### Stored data

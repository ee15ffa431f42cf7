//! Buildwatch CLI - construction progress dashboard.

use std::path::PathBuf;

use anyhow::{Context, Result};
use buildwatch_core::SiteConfig;
use buildwatch_dashboard::{render_json, render_text, Dashboard};
use buildwatch_imagery::{HttpMosaicProvider, ImageryProvider, PlaceholderProvider};
use clap::Parser;
use tracing::{debug, info};
use tracing_subscriber::EnvFilter;

#[derive(Parser, Debug)]
#[command(name = "buildwatch")]
#[command(
    about = "Satellite before/after view and finish-date prediction for a construction site",
    long_about = None
)]
struct Cli {
    /// Current % complete (0-100); defaults to the site's configured value
    #[arg(short, long, value_parser = clap::value_parser!(u8).range(0..=100))]
    percent: Option<u8>,

    /// Show the extrapolation chart
    #[arg(long)]
    chart: bool,

    /// Days between printed chart rows
    #[arg(long, default_value = "30")]
    chart_step: usize,

    /// Print the dashboard as JSON
    #[arg(long)]
    json: bool,

    /// Site config file (JSON); built-in site when omitted
    #[arg(short, long)]
    config: Option<PathBuf>,

    /// Never contact the mosaic service
    #[arg(long)]
    offline: bool,

    /// Increase log verbosity (-v, -vv)
    #[arg(short, long, action = clap::ArgAction::Count)]
    verbose: u8,
}

#[tokio::main]
async fn main() -> Result<()> {
    let cli = Cli::parse();
    init_tracing(cli.verbose);

    let config = match &cli.config {
        Some(path) => SiteConfig::load(path)
            .with_context(|| format!("Failed to load site config {}", path.display()))?,
        None => SiteConfig::default(),
    };
    debug!("Site: {} ({} .. {})", config.name, config.start_date, config.reference_date);

    let provider = select_provider(&config, cli.offline);
    info!("Imagery provider: {}", provider.name());

    let percent = cli.percent.unwrap_or(config.default_percent);
    let mut dashboard = Dashboard::new(config, provider);
    let view = dashboard.view(percent as f64, cli.chart).await;

    if cli.json {
        println!("{}", render_json(&view)?);
    } else {
        print!("{}", render_text(&view, cli.chart_step));
    }

    Ok(())
}

fn select_provider(config: &SiteConfig, offline: bool) -> Box<dyn ImageryProvider> {
    match (&config.imagery.endpoint, offline) {
        (Some(url), false) => Box::new(HttpMosaicProvider::new(url.clone())),
        _ => Box::new(PlaceholderProvider),
    }
}

fn init_tracing(verbose: u8) {
    let default_level = match verbose {
        0 => "warn",
        1 => "info",
        _ => "debug",
    };
    let filter =
        EnvFilter::try_from_default_env().unwrap_or_else(|_| EnvFilter::new(default_level));

    tracing_subscriber::fmt()
        .with_env_filter(filter)
        .with_writer(std::io::stderr)
        .init();
}

#[cfg(test)]
mod tests {
    use super::*;

    #[test]
    fn test_defaults() {
        let cli = Cli::try_parse_from(["buildwatch"]).unwrap();
        assert_eq!(cli.percent, None);
        assert!(!cli.chart);
        assert_eq!(cli.chart_step, 30);
        assert!(!cli.offline);
    }

    #[test]
    fn test_percent_range() {
        let cli = Cli::try_parse_from(["buildwatch", "--percent", "100"]).unwrap();
        assert_eq!(cli.percent, Some(100));
        assert!(Cli::try_parse_from(["buildwatch", "--percent", "101"]).is_err());
        assert!(Cli::try_parse_from(["buildwatch", "--percent", "-1"]).is_err());
    }

    #[test]
    fn test_provider_selection() {
        let mut config = SiteConfig::default();
        assert_eq!(select_provider(&config, false).name(), "placeholder");

        config.imagery.endpoint = Some("http://localhost:8080".to_string());
        assert_eq!(select_provider(&config, false).name(), "http://localhost:8080");
        assert_eq!(select_provider(&config, true).name(), "placeholder");
    }

    #[test]
    fn test_verify_cli() {
        use clap::CommandFactory;
        Cli::command().debug_assert();
    }
}
//! Error types for imagery providers.

/// Result type alias for imagery operations.
pub type Result<T> = std::result::Result<T, ImageryError>;

/// Errors a provider can report.
#[derive(Debug, thiserror::Error)]
pub enum ImageryError {
    /// Transport-level HTTP failure
    #[error("HTTP error: {0}")]
    Http(#[from] reqwest::Error),

    /// The mosaic service answered with an error status
    #[error("mosaic service error (status {status}): {body}")]
    Service {
        /// HTTP status code
        status: u16,
        /// Response body, possibly empty
        body: String,
    },

    /// The request could not be built (e.g. date window out of range)
    #[error("invalid mosaic request: {0}")]
    InvalidRequest(String),
}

### EXERCISE INSTRUCTIONS
Find every line in the records above that holds the word "construction", and copy each one.

### THE COMPLETED TASK
//! Buildwatch CLI - construction progress dashboard.
    about = "Satellite before/after view and finish-date prediction for a construction site",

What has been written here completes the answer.